原理草图(Docker -> cgroups -> Block Device)

文章图片

限制维度与策略选择
- 带宽限制(BPS):限制顺序读写吞吐,适合备份/归档。
- IOPS限制:限制随机IO请求数,适合数据库抑制抖动。
- 权重(weight):争抢时相对优先级,非硬上限。

环境与工具准备(安装)#

1)检查 cgroup 版本

# v1 通常看到 /sys/fs/cgroup/blkio
ls /sys/fs/cgroup/blkio 2>/dev/null && echo "cgroup v1"

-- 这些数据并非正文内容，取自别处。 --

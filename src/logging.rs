//! Diagnostic logging to stderr
//!
//! `CMPROBE_LOG` accepts the usual `EnvFilter` directives and wins over
//! the `-v` count. Stdout is left to the report.

use tracing::level_filters::LevelFilter;
use tracing_subscriber::{EnvFilter, fmt, layer::SubscriberExt, util::SubscriberInitExt};

pub const LOG_ENV: &str = "CMPROBE_LOG";

pub fn level_for(verbosity: u8) -> LevelFilter {
    match verbosity {
        0 => LevelFilter::WARN,
        1 => LevelFilter::INFO,
        2 => LevelFilter::DEBUG,
        _ => LevelFilter::TRACE,
    }
}

/// Install the global subscriber
pub fn init(verbosity: u8) -> Result<(), Box<dyn std::error::Error>> {
    let env_filter = EnvFilter::builder()
        .with_default_directive(level_for(verbosity).into())
        .with_env_var(LOG_ENV)
        .from_env_lossy();

    let fmt_layer = fmt::layer()
        .compact()
        .with_target(false)
        .with_writer(std::io::stderr);

    tracing_subscriber::registry()
        .with(env_filter)
        .with(fmt_layer)
        .try_init()
        .map_err(|e| format!("failed to install tracing subscriber: {}", e).into())
}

# v2 通常看到 /sys/fs/cgroup/io
ls /sys/fs/cgroup/io 2>/dev/null && echo "cgroup v2"

2)安装压测与观测工具

# 以 Debian/Ubuntu 为例
sudo apt-get update
sudo apt-get install -y fio sysstat

# 说明:
# fio   用于IO压测
# sysstat 提供 iostat, pidstat 等监控工具

关键参数与命令解释(Docker)#

常用参数(cgroup v1/部分v2兼容)
- --device-read-bps /dev/sdX:20mb:读带宽限制 20MB/s
- --device-write-bps /dev/sdX:10mb:写带宽限制 10MB/s
- --device-read-iops /dev/sdX:1000:读IOPS限制 1000
- --device-write-iops /dev/sdX:500:写IOPS限制 500
- --blkio-weight 300:权重 10–1000,数值大优先级高

完整示例:限速 + 压测 + 验证#

1)启动受限容器

# 说明:
# --device-read-bps /dev/sda:20mb   限制读带宽
# --device-write-bps /dev/sda:10mb  限制写带宽
# --device-read-iops /dev/sda:1000  限制读IOPS
# --device-write-iops /dev/sda:500  限制写IOPS

docker run -d --name io-limit-demo \
  --device-read-bps /dev/sda:20mb \
  --device-write-bps /dev/sda:10mb \
  --device-read-iops /dev/sda:1000 \
  --device-write-iops /dev/sda:500 \
  ubuntu:22.04 sleep infinity

2)在容器内安装压测工具并执行

docker exec -it io-limit-demo bash

# 容器内执行:
apt-get update && apt-get install -y fio

# 顺序写压测 (带宽)
fio --name=write_test --filename=/tmp/fio.dat \
  --rw=write --bs=1m --size=1g --ioengine=libaio \
  --direct=1 --numjobs=1 --iodepth=8

# 随机读压测 (IOPS)
fio --name=randread_test --filename=/tmp/fio.dat \
  --rw=randread --bs=4k --size=1g --ioengine=libaio \
  --direct=1 --numjobs=1 --iodepth=32

预期效果:fio 输出的 bw(带宽)与 iops 应接近限制值。

3)宿主机观测

# 查看容器PID并观察IO
PID=$(docker inspect --format '{{.State.Pid}}' io-limit-demo)
sudo pidstat -d -p $PID 1

# 查看设备整体IO
iostat -dx 1

cgroup v2 说明与验证#

1)cgroup v2 文件检查

# 容器进程所在 cgroup 路径
cat /proc/$PID/cgroup

# v2 统一层级下的 io.max, io.weight
sudo grep . /sys/fs/cgroup/system.slice/docker-*.scope/io.{max,weight} 2>/dev/null

2)常见兼容性说明
- v2 使用 io.maxio.weight,单位与写法不同。
- 对虚拟设备(loop、dm-crypt)限制可能不生效,应指向底层块设备。

排错清单(常见问题与处理)#

1)限制不生效

# 检查是否针对正确设备
lsblk -f
# 确认容器写入路径所在磁盘设备是 /dev/sda 还是 /dev/nvme0n1

处理:重新指定正确块设备,例如 /dev/nvme0n1

2)fio 结果高于限制
- 可能因为缓存影响(page cache)。
处理:使用 --direct=1 并清理缓存后重测:

sudo sync && echo 3 | sudo tee /proc/sys/vm/drop_caches

3)cgroup v2 参数不生效
- Docker 版本或内核不支持。
处理:确认 docker infoCgroup Version,升级 Docker/内核。

练习#

  1. 同时启动两个容器,一个 --blkio-weight 100,一个 --blkio-weight 900,用 fio 压测,观察带宽差异。
  2. 对数据库容器设置 --device-read-iops--device-write-iops,记录 TPS 是否稳定。
  3. 切换到 NVMe 设备(/dev/nvme0n1)进行限制测试,比较传统 SATA 设备表现差异。